> **EXERCISE GOAL**
Type every record exactly as it appears.

● ● ● ● ●

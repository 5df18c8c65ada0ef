use super::*;

#[test]
fn mutations_lists_schema_operations_as_a_table() {
    let dir = fixture_project();
    gqload_in(&dir)
        .args(["--format", "human", "mutations"])
        .assert()
        .success()
        .stdout(predicate::str::contains("createItem"))
        .stdout(predicate::str::contains("name: String!"))
        .stdout(predicate::str::contains("Create a new item."));
}

#[test]
fn mutations_defaults_to_json_when_piped() {
    let dir = fixture_project();
    let output = gqload_in(&dir).arg("mutations").assert().success();
    let stdout = String::from_utf8(output.get_output().stdout.clone()).unwrap();
    let rows: serde_json::Value = serde_json::from_str(&stdout).unwrap();
    assert_eq!(rows[0]["name"], "createItem");
    assert_eq!(rows[0]["returns"], "Item");
}

#[test]
fn mutations_without_schema_path_fails() {
    let dir = fixture_project();
    std::fs::write(dir.path().join(".graphqlconfig"), r#"{ "extensions": {} }"#).unwrap();
    gqload_in(&dir)
        .arg("mutations")
        .assert()
        .failure()
        .stderr(predicate::str::contains("no schemaPath"));
}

● ● ● ● ●

> **WRITTEN REPLY**
repository 5df18c8c65ada0ef
use super::*;

#[test]
fn mutations_lists_schema_operations_as_a_table() {
    let dir = fixture_project();
    gqload_in(&dir)
        .args(["--format", "human", "mutations"])
        .assert()
        .success()
        .stdout(predicate::str::contains("createItem"))
        .stdout(predicate::str::contains("name: String!"))
        .stdout(predicate::str::contains("Create a new item."));
}

#[test]
fn mutations_defaults_to_json_when_piped() {
    let dir = fixture_project();
    let output = gqload_in(&dir).arg("mutations").assert().success();
    let stdout = String::from_utf8(output.get_output().stdout.clone()).unwrap();
    let rows: serde_json::Value = serde_json::from_str(&stdout).unwrap();
    assert_eq!(rows[0]["name"], "createItem");
    assert_eq!(rows[0]["returns"], "Item");
}

#[test]
fn mutations_without_schema_path_fails() {
    let dir = fixture_project();
    std::fs::write(dir.path().join(".graphqlconfig"), r#"{ "extensions": {} }"#).unwrap();
    gqload_in(&dir)
        .arg("mutations")
        .assert()
        .failure()
        .stderr(predicate::str::contains("no schemaPath"));
}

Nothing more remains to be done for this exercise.